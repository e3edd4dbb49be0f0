//! Feedback submission and moderation.

mod common;

use chrono::{TimeZone, Utc};
use common::TestHarness;
use fitdesk_core::{Feedback, FeedbackStatus, NewFeedback};
use fitdesk_service::ServiceError;
use fitdesk_store::{schema::files, FlatFileStore};

fn submission(member: &fitdesk_core::Member, comments: &str) -> NewFeedback {
    NewFeedback {
        member_id: member.id.clone().unwrap(),
        rating: 4,
        subject: "Classes".to_string(),
        comments: comments.to_string(),
    }
}

#[test]
fn submission_gets_server_assigned_fields() {
    let harness = TestHarness::new();
    let member = harness.register_member("ada@example.com");

    let entry = harness
        .app
        .feedback
        .submit(
            &TestHarness::member_actor(&member),
            submission(&member, "More evening slots, please"),
        )
        .unwrap();

    assert_eq!(entry.id.as_ref().unwrap().as_str(), "F1");
    assert_eq!(entry.status, FeedbackStatus::New);
    assert_eq!(entry.rating, 4);
}

#[test]
fn blank_subject_falls_back_to_the_default() {
    let harness = TestHarness::new();
    let member = harness.register_member("ada@example.com");
    let mut new = submission(&member, "Good spin class");
    new.subject = "   ".to_string();

    let entry = harness
        .app
        .feedback
        .submit(&TestHarness::member_actor(&member), new)
        .unwrap();
    assert_eq!(entry.subject, "General Feedback");
}

#[test]
fn out_of_range_ratings_are_recorded_as_zero() {
    let harness = TestHarness::new();
    let member = harness.register_member("ada@example.com");
    let actor = TestHarness::member_actor(&member);

    for rating in [-1, 9, 100] {
        let mut new = submission(&member, "rating check");
        new.rating = rating;
        let entry = harness.app.feedback.submit(&actor, new).unwrap();
        assert_eq!(entry.rating, 0, "rating {rating} should be recorded as 0");
    }
}

#[test]
fn blank_comments_are_rejected() {
    let harness = TestHarness::new();
    let member = harness.register_member("ada@example.com");

    let err = harness
        .app
        .feedback
        .submit(
            &TestHarness::member_actor(&member),
            submission(&member, "   "),
        )
        .unwrap_err();
    assert!(matches!(err, ServiceError::EmptyField { field: "comments" }));
}

#[test]
fn submissions_for_unknown_members_are_rejected() {
    let harness = TestHarness::new();
    let new = NewFeedback {
        member_id: "ghost-member".parse().unwrap(),
        rating: 3,
        subject: String::new(),
        comments: "hello".to_string(),
    };

    let err = harness.app.feedback.submit(&harness.admin, new).unwrap_err();
    assert!(matches!(err, ServiceError::MemberNotFound { .. }));
}

#[test]
fn members_cannot_submit_for_each_other() {
    let harness = TestHarness::new();
    let ada = harness.register_member("ada@example.com");
    let ben = harness.register_member("ben@example.com");

    let err = harness
        .app
        .feedback
        .submit(
            &TestHarness::member_actor(&ben),
            submission(&ada, "impersonated"),
        )
        .unwrap_err();
    assert!(matches!(err, ServiceError::AccessDenied));
}

#[test]
fn listings_come_newest_first() {
    let harness = TestHarness::new();
    let member = harness.register_member("ada@example.com");
    let member_id = member.id.clone().unwrap();

    // Write entries with controlled timestamps straight through the store.
    let store: FlatFileStore<Feedback> =
        FlatFileStore::open(harness.data_dir().join(files::FEEDBACK)).unwrap();
    for (day, comments) in [(1, "oldest"), (3, "newest"), (2, "middle")] {
        store
            .save(Feedback {
                id: None,
                member_id: member_id.clone(),
                submitted_at: Utc.with_ymd_and_hms(2026, 3, day, 12, 0, 0).unwrap(),
                rating: 3,
                subject: "Order".to_string(),
                comments: comments.to_string(),
                status: FeedbackStatus::New,
            })
            .unwrap();
    }

    let all = harness.app.feedback.all(&harness.admin).unwrap();
    let order: Vec<_> = all.iter().map(|entry| entry.comments.as_str()).collect();
    assert_eq!(order, ["newest", "middle", "oldest"]);

    let by_member = harness
        .app
        .feedback
        .by_member(&TestHarness::member_actor(&member), &member_id)
        .unwrap();
    assert_eq!(by_member.len(), 3);
    assert_eq!(by_member[0].comments, "newest");
}

#[test]
fn moderation_is_admin_only() {
    let harness = TestHarness::new();
    let member = harness.register_member("ada@example.com");
    let actor = TestHarness::member_actor(&member);
    let entry = harness
        .app
        .feedback
        .submit(&actor, submission(&member, "please moderate me"))
        .unwrap();
    let id = entry.id.clone().unwrap();

    assert!(matches!(
        harness.app.feedback.all(&actor),
        Err(ServiceError::AdminRequired)
    ));
    assert!(matches!(
        harness
            .app
            .feedback
            .set_status(&actor, &id, FeedbackStatus::Read),
        Err(ServiceError::AdminRequired)
    ));

    let updated = harness
        .app
        .feedback
        .set_status(&harness.admin, &id, FeedbackStatus::Resolved)
        .unwrap();
    assert_eq!(updated.status, FeedbackStatus::Resolved);
}

#[test]
fn status_filter_returns_only_matching_entries() {
    let harness = TestHarness::new();
    let member = harness.register_member("ada@example.com");
    let actor = TestHarness::member_actor(&member);

    let first = harness
        .app
        .feedback
        .submit(&actor, submission(&member, "first"))
        .unwrap();
    harness
        .app
        .feedback
        .submit(&actor, submission(&member, "second"))
        .unwrap();
    harness
        .app
        .feedback
        .set_status(
            &harness.admin,
            &first.id.clone().unwrap(),
            FeedbackStatus::Archived,
        )
        .unwrap();

    let archived = harness
        .app
        .feedback
        .by_status(&harness.admin, FeedbackStatus::Archived)
        .unwrap();
    assert_eq!(archived.len(), 1);
    assert_eq!(archived[0].comments, "first");

    let fresh = harness
        .app
        .feedback
        .by_status(&harness.admin, FeedbackStatus::New)
        .unwrap();
    assert_eq!(fresh.len(), 1);
    assert_eq!(fresh[0].comments, "second");
}

#[test]
fn deleting_feedback_is_idempotent() {
    let harness = TestHarness::new();
    let member = harness.register_member("ada@example.com");
    let entry = harness
        .app
        .feedback
        .submit(
            &TestHarness::member_actor(&member),
            submission(&member, "short-lived"),
        )
        .unwrap();
    let id = entry.id.clone().unwrap();

    assert!(harness.app.feedback.delete(&harness.admin, &id).unwrap());
    assert!(!harness.app.feedback.delete(&harness.admin, &id).unwrap());
}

####################

**Task goal:**
Exact reproduction of the entire listing is required.

**Expected answer:**
repository e3edd4dbb49be0f0
//! Feedback submission and moderation.

mod common;

use chrono::{TimeZone, Utc};
use common::TestHarness;
use fitdesk_core::{Feedback, FeedbackStatus, NewFeedback};
use fitdesk_service::ServiceError;
use fitdesk_store::{schema::files, FlatFileStore};

fn submission(member: &fitdesk_core::Member, comments: &str) -> NewFeedback {
    NewFeedback {
        member_id: member.id.clone().unwrap(),
        rating: 4,
        subject: "Classes".to_string(),
        comments: comments.to_string(),
    }
}

#[test]
fn submission_gets_server_assigned_fields() {
    let harness = TestHarness::new();
    let member = harness.register_member("ada@example.com");

    let entry = harness
        .app
        .feedback
        .submit(
            &TestHarness::member_actor(&member),
            submission(&member, "More evening slots, please"),
        )
        .unwrap();

    assert_eq!(entry.id.as_ref().unwrap().as_str(), "F1");
    assert_eq!(entry.status, FeedbackStatus::New);
    assert_eq!(entry.rating, 4);
}

#[test]
fn blank_subject_falls_back_to_the_default() {
    let harness = TestHarness::new();
    let member = harness.register_member("ada@example.com");
    let mut new = submission(&member, "Good spin class");
    new.subject = "   ".to_string();

    let entry = harness
        .app
        .feedback
        .submit(&TestHarness::member_actor(&member), new)
        .unwrap();
    assert_eq!(entry.subject, "General Feedback");
}

#[test]
fn out_of_range_ratings_are_recorded_as_zero() {
    let harness = TestHarness::new();
    let member = harness.register_member("ada@example.com");
    let actor = TestHarness::member_actor(&member);

    for rating in [-1, 9, 100] {
        let mut new = submission(&member, "rating check");
        new.rating = rating;
        let entry = harness.app.feedback.submit(&actor, new).unwrap();
        assert_eq!(entry.rating, 0, "rating {rating} should be recorded as 0");
    }
}

#[test]
fn blank_comments_are_rejected() {
    let harness = TestHarness::new();
    let member = harness.register_member("ada@example.com");

    let err = harness
        .app
        .feedback
        .submit(
            &TestHarness::member_actor(&member),
            submission(&member, "   "),
        )
        .unwrap_err();
    assert!(matches!(err, ServiceError::EmptyField { field: "comments" }));
}

#[test]
fn submissions_for_unknown_members_are_rejected() {
    let harness = TestHarness::new();
    let new = NewFeedback {
        member_id: "ghost-member".parse().unwrap(),
        rating: 3,
        subject: String::new(),
        comments: "hello".to_string(),
    };

    let err = harness.app.feedback.submit(&harness.admin, new).unwrap_err();
    assert!(matches!(err, ServiceError::MemberNotFound { .. }));
}

#[test]
fn members_cannot_submit_for_each_other() {
    let harness = TestHarness::new();
    let ada = harness.register_member("ada@example.com");
    let ben = harness.register_member("ben@example.com");

    let err = harness
        .app
        .feedback
        .submit(
            &TestHarness::member_actor(&ben),
            submission(&ada, "impersonated"),
        )
        .unwrap_err();
    assert!(matches!(err, ServiceError::AccessDenied));
}

#[test]
fn listings_come_newest_first() {
    let harness = TestHarness::new();
    let member = harness.register_member("ada@example.com");
    let member_id = member.id.clone().unwrap();

    // Write entries with controlled timestamps straight through the store.
    let store: FlatFileStore<Feedback> =
        FlatFileStore::open(harness.data_dir().join(files::FEEDBACK)).unwrap();
    for (day, comments) in [(1, "oldest"), (3, "newest"), (2, "middle")] {
        store
            .save(Feedback {
                id: None,
                member_id: member_id.clone(),
                submitted_at: Utc.with_ymd_and_hms(2026, 3, day, 12, 0, 0).unwrap(),
                rating: 3,
                subject: "Order".to_string(),
                comments: comments.to_string(),
                status: FeedbackStatus::New,
            })
            .unwrap();
    }

    let all = harness.app.feedback.all(&harness.admin).unwrap();
    let order: Vec<_> = all.iter().map(|entry| entry.comments.as_str()).collect();
    assert_eq!(order, ["newest", "middle", "oldest"]);

    let by_member = harness
        .app
        .feedback
        .by_member(&TestHarness::member_actor(&member), &member_id)
        .unwrap();
    assert_eq!(by_member.len(), 3);
    assert_eq!(by_member[0].comments, "newest");
}

#[test]
fn moderation_is_admin_only() {
    let harness = TestHarness::new();
    let member = harness.register_member("ada@example.com");
    let actor = TestHarness::member_actor(&member);
    let entry = harness
        .app
        .feedback
        .submit(&actor, submission(&member, "please moderate me"))
        .unwrap();
    let id = entry.id.clone().unwrap();

    assert!(matches!(
        harness.app.feedback.all(&actor),
        Err(ServiceError::AdminRequired)
    ));
    assert!(matches!(
        harness
            .app
            .feedback
            .set_status(&actor, &id, FeedbackStatus::Read),
        Err(ServiceError::AdminRequired)
    ));

    let updated = harness
        .app
        .feedback
        .set_status(&harness.admin, &id, FeedbackStatus::Resolved)
        .unwrap();
    assert_eq!(updated.status, FeedbackStatus::Resolved);
}

#[test]
fn status_filter_returns_only_matching_entries() {
    let harness = TestHarness::new();
    let member = harness.register_member("ada@example.com");
    let actor = TestHarness::member_actor(&member);

    let first = harness
        .app
        .feedback
        .submit(&actor, submission(&member, "first"))
        .unwrap();
    harness
        .app
        .feedback
        .submit(&actor, submission(&member, "second"))
        .unwrap();
    harness
        .app
        .feedback
        .set_status(
            &harness.admin,
            &first.id.clone().unwrap(),
            FeedbackStatus::Archived,
        )
        .unwrap();

    let archived = harness
        .app
        .feedback
        .by_status(&harness.admin, FeedbackStatus::Archived)
        .unwrap();
    assert_eq!(archived.len(), 1);
    assert_eq!(archived[0].comments, "first");

    let fresh = harness
        .app
        .feedback
        .by_status(&harness.admin, FeedbackStatus::New)
        .unwrap();
    assert_eq!(fresh.len(), 1);
    assert_eq!(fresh[0].comments, "second");
}

#[test]
fn deleting_feedback_is_idempotent() {
    let harness = TestHarness::new();
    let member = harness.register_member("ada@example.com");
    let entry = harness
        .app
        .feedback
        .submit(
            &TestHarness::member_actor(&member),
            submission(&member, "short-lived"),
        )
        .unwrap();
    let id = entry.id.clone().unwrap();

    assert!(harness.app.feedback.delete(&harness.admin, &id).unwrap());
    assert!(!harness.app.feedback.delete(&harness.admin, &id).unwrap());
}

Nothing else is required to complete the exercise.